On Mon, 6 Aug 2001, Jamie Lokier wrote:
>
> There are garbage collectors that use mprotect() and SEGV trapping per
> page.  It would be nice if there was a way to change the protections per
> page without requiring a VMA for each one.

This is actually how Linux used to work a long long time ago - all
protection information was in the page tables, and you could do per-page
things without having to worry about piddling details like vma's.

It does work, but it had major downsides. Trivial things like re-creating
the permission after throwing a page out or swapping it out.

We used to have these "this is a COW page" and "this is shared writable"
bits in the page table etc - there are two sw bits on x86, and I think we
used them both.

These days, the vma's just have too much information, and the page tables
can't be counted on to have enough bits.

So on one level I basically agree with you, but at the same time it's just
not feasible any more. The VM got a lot better, and got ported to other
architectures. And it started needing more information - it used to be
enough to know whether a page was shared writable or privately writable or
not writable at all, but back then we didn't really support the full
semantics of shared memory or mprotect, so we didn't need all the
information we have to have now.

They were "the good old days", but trust me, you really don't want them
back.

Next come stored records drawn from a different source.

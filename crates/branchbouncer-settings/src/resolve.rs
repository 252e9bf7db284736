use crate::advisory::advisories;
use crate::model::{BouncerSettingsV1, RuleSettings, SCHEMA_SETTINGS_V1};
use crate::presets::{self, DEFAULT_PROFILE, profile_names};
use anyhow::Context;
use branchbouncer_domain::{RuleParameters, RuleSelection};
use branchbouncer_types::RuleFamily;
use branchbouncer_types::explain::all_rule_ids;

/// Command-line level overrides, applied after the settings file.
#[derive(Clone, Debug, Default)]
pub struct Overrides {
    pub profile: Option<String>,
    /// Rule IDs to enable.
    pub enable: Vec<String>,
    /// Rule IDs to disable. Applied after `enable`.
    pub disable: Vec<String>,
    pub account_age_days: Option<i64>,
    pub min_changes: Option<i64>,
    pub min_repos: Option<i64>,
    pub blocked_paths: Option<String>,
}

/// Effective rule selection and parameters handed to the compiler.
#[derive(Clone, Debug, PartialEq, Eq)]
pub struct ResolvedSettings {
    pub profile: String,
    pub selection: RuleSelection,
    pub params: RuleParameters,
}

pub fn resolve_settings(
    cfg: BouncerSettingsV1,
    overrides: Overrides,
) -> anyhow::Result<ResolvedSettings> {
    if let Some(schema) = cfg.schema.as_deref()
        && schema != SCHEMA_SETTINGS_V1
    {
        anyhow::bail!("unsupported settings schema: {schema} (expected {SCHEMA_SETTINGS_V1})");
    }

    let profile = overrides
        .profile
        .clone()
        .or(cfg.profile.clone())
        .unwrap_or_else(|| DEFAULT_PROFILE.to_string());

    let mut resolved = presets::preset(&profile).with_context(|| {
        format!(
            "unknown profile: {profile} (expected one of: {})",
            profile_names().join(", ")
        )
    })?;

    // per-rule settings
    for (rule_id, rs) in cfg.rules.iter() {
        let family = parse_rule_id(rule_id)?;
        apply_rule_settings(&mut resolved, family, rs)
            .with_context(|| format!("invalid settings for rule {rule_id}"))?;
    }

    // toggles
    for rule_id in &overrides.enable {
        resolved.selection.set(parse_rule_id(rule_id)?, true);
    }
    for rule_id in &overrides.disable {
        resolved.selection.set(parse_rule_id(rule_id)?, false);
    }

    // parameters
    if let Some(days) = overrides.account_age_days {
        resolved.params.account_age_days = days;
    }
    if let Some(changes) = overrides.min_changes {
        resolved.params.min_changes = changes;
    }
    if let Some(repos) = overrides.min_repos {
        resolved.params.min_repos = repos;
    }
    if let Some(paths) = overrides.blocked_paths {
        resolved.params.blocked_paths = paths;
    }

    for advisory in advisories(&resolved) {
        tracing::warn!(rule = advisory.family.rule_id(), "{}", advisory.message);
    }
    tracing::debug!(
        profile = %resolved.profile,
        enabled = resolved.selection.enabled_count(),
        "resolved settings"
    );

    Ok(resolved)
}

fn parse_rule_id(rule_id: &str) -> anyhow::Result<RuleFamily> {
    RuleFamily::from_rule_id(rule_id).with_context(|| {
        format!(
            "unknown rule: {rule_id} (expected one of: {})",
            all_rule_ids().join(", ")
        )
    })
}

fn apply_rule_settings(
    resolved: &mut ResolvedSettings,
    family: RuleFamily,
    rs: &RuleSettings,
) -> anyhow::Result<()> {
    if let Some(enabled) = rs.enabled {
        resolved.selection.set(family, enabled);
    }
    if let Some(threshold) = rs.threshold {
        if !family.is_threshold() {
            anyhow::bail!("`threshold` is not supported here; use `paths`");
        }
        resolved.params.set_threshold(family, threshold);
    }
    if let Some(paths) = &rs.paths {
        if family.is_threshold() {
            anyhow::bail!("`paths` is only supported by protected-paths; use `threshold`");
        }
        resolved.params.blocked_paths = paths.clone();
    }
    Ok(())
}

#[cfg(test)]
mod tests {
    use super::*;
    use crate::parse_settings_toml;

    #[test]
    fn defaults_to_recommended_profile() {
        let resolved =
            resolve_settings(BouncerSettingsV1::default(), Overrides::default()).unwrap();
        assert_eq!(resolved.profile, "recommended");
        assert!(resolved.selection.account_age);
        assert!(resolved.selection.pr_changes);
        assert!(!resolved.selection.repo_count);
        assert!(!resolved.selection.protected_paths);
    }

    #[test]
    fn settings_file_overrides_preset() {
        let cfg = parse_settings_toml(
            r#"
profile = "open"

[rules.repo-count]
enabled = true
threshold = 10

[rules.protected-paths]
enabled = true
paths = "a.json, b/"
"#,
        )
        .unwrap();

        let resolved = resolve_settings(cfg, Overrides::default()).unwrap();
        assert_eq!(resolved.profile, "open");
        let enabled: Vec<_> = resolved.selection.enabled().collect();
        assert_eq!(
            enabled,
            vec![RuleFamily::RepoCount, RuleFamily::ProtectedPaths]
        );
        assert_eq!(resolved.params.min_repos, 10);
        assert_eq!(resolved.params.blocked_paths, "a.json, b/");
    }

    #[test]
    fn overrides_win_over_settings_file() {
        let cfg = parse_settings_toml(
            r#"
profile = "strict"

[rules.account-age]
threshold = 100
"#,
        )
        .unwrap();
        let overrides = Overrides {
            profile: Some("recommended".to_string()),
            enable: vec!["repo-count".to_string()],
            disable: vec!["pr-changes".to_string()],
            account_age_days: Some(365),
            ..Overrides::default()
        };

        let resolved = resolve_settings(cfg, overrides).unwrap();
        assert_eq!(resolved.profile, "recommended");
        assert_eq!(resolved.params.account_age_days, 365);
        let enabled: Vec<_> = resolved.selection.enabled().collect();
        assert_eq!(enabled, vec![RuleFamily::AccountAge, RuleFamily::RepoCount]);
    }

    #[test]
    fn disable_wins_over_enable_for_same_rule() {
        let overrides = Overrides {
            enable: vec!["protected-paths".to_string()],
            disable: vec!["protected-paths".to_string()],
            ..Overrides::default()
        };
        let resolved = resolve_settings(BouncerSettingsV1::default(), overrides).unwrap();
        assert!(!resolved.selection.protected_paths);
    }

    #[test]
    fn unknown_rule_is_rejected() {
        let cfg = parse_settings_toml("[rules.branch-name]\nenabled = true\n").unwrap();
        let err = resolve_settings(cfg, Overrides::default()).unwrap_err();
        assert!(format!("{err:#}").contains("unknown rule: branch-name"));
    }

    #[test]
    fn unknown_override_rule_is_rejected() {
        let overrides = Overrides {
            enable: vec!["account-age-min".to_string()],
            ..Overrides::default()
        };
        assert!(resolve_settings(BouncerSettingsV1::default(), overrides).is_err());
    }

    #[test]
    fn unknown_profile_is_rejected() {
        let overrides = Overrides {
            profile: Some("paranoid".to_string()),
            ..Overrides::default()
        };
        let err = resolve_settings(BouncerSettingsV1::default(), overrides).unwrap_err();
        assert!(err.to_string().contains("unknown profile: paranoid"));
    }

    #[test]
    fn mismatched_fields_are_rejected() {
        let cfg = parse_settings_toml("[rules.protected-paths]\nthreshold = 3\n").unwrap();
        let err = resolve_settings(cfg, Overrides::default()).unwrap_err();
        assert!(format!("{err:#}").contains("`threshold` is not supported"));

        let cfg = parse_settings_toml("[rules.account-age]\npaths = \"a\"\n").unwrap();
        let err = resolve_settings(cfg, Overrides::default()).unwrap_err();
        assert!(format!("{err:#}").contains("`paths` is only supported"));
    }

    #[test]
    fn unsupported_schema_is_rejected() {
        let cfg = parse_settings_toml("schema = \"branchbouncer.settings.v9\"\n").unwrap();
        assert!(resolve_settings(cfg, Overrides::default()).is_err());

        let cfg = parse_settings_toml("schema = \"branchbouncer.settings.v1\"\n").unwrap();
        assert!(resolve_settings(cfg, Overrides::default()).is_ok());
    }

    #[test]
    fn degenerate_values_are_accepted() {
        let overrides = Overrides {
            enable: vec!["repo-count".to_string(), "protected-paths".to_string()],
            account_age_days: Some(0),
            min_changes: Some(-10),
            min_repos: Some(-1),
            blocked_paths: Some("a, a, ,".to_string()),
            ..Overrides::default()
        };
        let resolved = resolve_settings(BouncerSettingsV1::default(), overrides).unwrap();
        assert_eq!(resolved.params.min_changes, -10);
        assert_eq!(resolved.params.blocked_paths, "a, a, ,");
    }

    #[test]
    fn malformed_toml_is_an_error() {
        assert!(parse_settings_toml("rules = 3").is_err());
        assert!(parse_settings_toml("[rules.account-age]\nthreshold = \"x\"\n").is_err());
    }
}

The vma's have some overhead, but it is not excessive, and they
really make things like a portable VM layer possible..

It's very hard to actually see any performance impact of the VMA handling.
It's a small structure, with reasonable lookup algorithms, and the common
case is still to not have all that many of them.

		Linus



Date: 	Fri, 10 Aug 2001 16:26:00 -0700 (PDT)
From: Linus Torvalds <torvalds@transmeta.com>
Subject: Re: /proc/<n>/maps getting _VERY_ long
Newsgroups: fa.linux.kernel

On Fri, 10 Aug 2001, H. Peter Anvin wrote:
>
> Note that it isn't very hard to deal with *that* problem, *if you want
> to*... you just need to maintain a shadow data structure in the same
> format as the page tables and stuff your software bits in there.

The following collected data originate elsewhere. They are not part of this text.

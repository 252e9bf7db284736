//! The `explain` use case: what a rule does to pull requests and how to configure it.

use branchbouncer_domain::RuleParameters;
use branchbouncer_settings::{DEFAULT_PROFILE, preset, profile_names};
use branchbouncer_types::RuleFamily;
use branchbouncer_types::explain::{self, Explanation};
use branchbouncer_types::paths::CONFIG_PATH;

/// Output from the explain use case.
#[derive(Clone, Debug)]
pub enum ExplainOutput {
    /// The identifier named a rule (by rule ID or entry ID).
    Found {
        family: RuleFamily,
        explanation: Explanation,
    },
    /// Unknown identifier.
    NotFound { identifier: String },
}

/// Look up a rule by rule ID (`account-age`) or entry ID (`account-age-min`).
pub fn run_explain(identifier: &str) -> ExplainOutput {
    match RuleFamily::lookup(identifier) {
        Some(family) => ExplainOutput::Found {
            family,
            explanation: explain::explain_family(family),
        },
        None => ExplainOutput::NotFound {
            identifier: identifier.to_string(),
        },
    }
}

/// Format an explanation for terminal display.
pub fn format_explanation(family: RuleFamily, exp: &Explanation) -> String {
    let mut out = String::new();

    let entry = family.entry_id();
    let defaults = defaults_line(family);
    out.push_str(&format!("{} ({})\n", exp.title, family.rule_id()));
    out.push_str(&format!("Emits `{entry}` in {CONFIG_PATH}. {defaults}\n\n"));
    out.push_str(exp.description);
    out.push_str("\n\n");

    out.push_str("On a pull request:\n");
    push_indented(&mut out, exp.on_pull_request, 2);
    out.push('\n');

    out.push_str("Choosing a value:\n");
    push_indented(&mut out, exp.guidance, 2);
    out.push('\n');

    out.push_str("In branchbouncer.toml:\n");
    push_indented(&mut out, exp.example.settings, 4);
    out.push('\n');

    out.push_str(&format!("Written to {}:\n", CONFIG_PATH));
    push_indented(&mut out, exp.example.entry, 4);

    out
}

/// Format the "not found" message: every rule with the entry ID it emits.
pub fn format_not_found(identifier: &str) -> String {
    let mut out = String::new();

    out.push_str(&format!("Unknown rule or entry id: {}\n\n", identifier));
    out.push_str("Known rules (rule id, entry id):\n");
    for family in RuleFamily::ALL {
        let (rule, entry) = (family.rule_id(), family.entry_id());
        out.push_str(&format!("  {rule:<16} {entry}\n"));
    }

    out
}

/// "Default 730 days; on in the recommended and strict profiles."
fn defaults_line(family: RuleFamily) -> String {
    let value = preset(DEFAULT_PROFILE)
        .map(|resolved| default_value(family, &resolved.params))
        .unwrap_or_default();

    let profiles: Vec<&str> = profile_names()
        .iter()
        .copied()
        .filter(|name| preset(name).is_some_and(|r| r.selection.is_enabled(family)))
        .collect();

    let enabled_in = match profiles.as_slice() {
        [] => "off in every profile".to_string(),
        [one] => format!("on in the {one} profile"),
        many => format!("on in the {} profiles", many.join(" and ")),
    };

    format!("Default {value}; {enabled_in}.")
}

fn default_value(family: RuleFamily, params: &RuleParameters) -> String {
    match (family, params.threshold(family)) {
        (RuleFamily::AccountAge, Some(days)) => format!("{days} days"),
        (RuleFamily::PrChanges, Some(lines)) => format!("{lines} changed lines"),
        (RuleFamily::RepoCount, Some(repos)) => format!("{repos} public repositories"),
        _ => format!("paths \"{}\"", params.blocked_paths),
    }
}

fn push_indented(out: &mut String, text: &str, width: usize) {
    for line in text.lines() {
        if !line.is_empty() {
            out.push_str(&" ".repeat(width));
            out.push_str(line);
        }
        out.push('\n');
    }
}

#[cfg(test)]
mod tests {
    use super::*;

    #[test]
    fn rule_id_and_entry_id_find_the_same_family() {
        for family in RuleFamily::ALL {
            for id in [family.rule_id(), family.entry_id()] {
                match run_explain(id) {
                    ExplainOutput::Found { family: found, .. } => assert_eq!(found, family),
                    ExplainOutput::NotFound { .. } => panic!("{id} should be known"),
                }
            }
        }
    }

    #[test]
    fn unknown_identifier_is_not_found() {
        match run_explain("not_a_real_rule") {
            ExplainOutput::NotFound { identifier } => assert_eq!(identifier, "not_a_real_rule"),
            ExplainOutput::Found { .. } => panic!("expected NotFound"),
        }
    }

    fn explain_text(family: RuleFamily) -> String {
        format_explanation(family, &explain::explain_family(family))
    }

    #[test]
    fn explanation_shows_effect_defaults_and_snippets() {
        let text = explain_text(RuleFamily::AccountAge);
        let emits = "Emits `account-age-min` in .branchbouncer.yml.";
        let defaults = "Default 730 days; on in the recommended and strict profiles.";

        assert!(text.starts_with("Account Age (account-age)\n"));
        assert!(text.contains(emits), "{text}");
        assert!(text.contains(defaults), "{text}");
        assert!(text.contains("On a pull request:\n  The check fails"));
        assert!(text.contains("    [rules.account-age]\n"));
        assert!(text.contains("    - id: account-age-min\n"));
    }

    #[test]
    fn repo_count_is_only_on_in_strict() {
        let text = explain_text(RuleFamily::RepoCount);
        let defaults = "Default 3 public repositories; on in the strict profile.";
        assert!(text.contains(defaults), "{text}");
    }

    #[test]
    fn protected_paths_default_is_the_path_string() {
        let text = explain_text(RuleFamily::ProtectedPaths);
        let defaults = "Default paths \"package.json, .github/workflows/\"";
        assert!(text.contains(defaults), "{text}");
        assert!(text.contains("      - package.json\n"));
    }

    #[test]
    fn not_found_lists_every_rule_with_its_entry() {
        let text = format_not_found("missing");
        assert!(text.starts_with("Unknown rule or entry id: missing\n"));
        assert!(text.contains("  account-age      account-age-min\n"));
        assert!(text.contains("  protected-paths  protected-paths\n"));
        assert_eq!(text.lines().filter(|l| l.starts_with("  ")).count(), 4);
    }
}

Actually, this is what Linux already does.

The Linux page tables _are_ a "shadow data structure", and are
conceptually independent from the hardware page tables (or hash table, or
whatever the actual hardware uses to actually fill in the TLB).

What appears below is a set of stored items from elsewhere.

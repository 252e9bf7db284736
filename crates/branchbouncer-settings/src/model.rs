use schemars::JsonSchema;
use serde::{Deserialize, Serialize};
use std::collections::BTreeMap;

pub const SCHEMA_SETTINGS_V1: &str = "branchbouncer.settings.v1";

/// `branchbouncer.toml` schema v1.
///
/// This is a *user-facing* model: it is intentionally permissive so forward-compat is easy.
/// Rule IDs and field/rule compatibility are checked during resolution.
#[derive(Clone, Debug, Default, PartialEq, Serialize, Deserialize, JsonSchema)]
pub struct BouncerSettingsV1 {
    /// Optional schema string for tooling (`branchbouncer.settings.v1`).
    #[serde(default, skip_serializing_if = "Option::is_none")]
    pub schema: Option<String>,

    /// Preset to start from: `recommended` (default), `strict` or `open`.
    #[serde(default, skip_serializing_if = "Option::is_none")]
    pub profile: Option<String>,

    /// Map of rule ID -> settings.
    #[serde(default)]
    pub rules: BTreeMap<String, RuleSettings>,
}

#[derive(Clone, Debug, Default, PartialEq, Serialize, Deserialize, JsonSchema)]
pub struct RuleSettings {
    /// Override preset enable/disable.
    #[serde(default, skip_serializing_if = "Option::is_none")]
    pub enabled: Option<bool>,

    /// Numeric threshold (days, changed lines, or repository count).
    #[serde(default, skip_serializing_if = "Option::is_none")]
    pub threshold: Option<i64>,

    /// Comma-separated blocked paths (`protected-paths` only).
    #[serde(default, skip_serializing_if = "Option::is_none")]
    pub paths: Option<String>,
}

This is most clearly seen on CPU's that don't have traditional page table
trees, but use software fill TLB's, hashes, or other things in hardware.

> Whether or not that is a good idea is another issue entirely, however,
> on some level it would make sense to separate protection from all the
> other VM things...

I think that the current Linux approach is much superior - the page tables
are conceptually a separate shadow data structure, but the way things are
set up, you can choose to make the mapping from the shadow data structure
to the actual hardware data structures be a 1:1 mapping.

This does mean that we do NOT want to make the Linux shadow page tables
contain stuff that is not easy to translate to hardware page tables.
Tough. It's a trade-off: either you overspecify the kernel page tables
(and take the hit of having to keep two separate page tables), or you say
"the kernel page tables are weaker than we could make them", and you get
the optimization of being able to "fold" them on top of the hardware page
tables.

I'm 100% convinced that the Linux VM does the right choice - we optimize
for the important case, and I will claim that it is _really_ hard for
anybody to make a VM that is as efficient and as fast as the Linux one.

Proof: show me a full-fledged VM setup that even comes _close_ in
performance, and gives the protection and the flexibility that the Linux
one does.

And yes, we do have _another_ shadow data structure too. It's called the
vm_area_struct, aka "vma", and we do not artificially limit ourself to
trying to look like hardware on that one.

Which brings us back to the original question, and answers it: we already
do all of this, and we do it RIGHT. We optimize for the right things.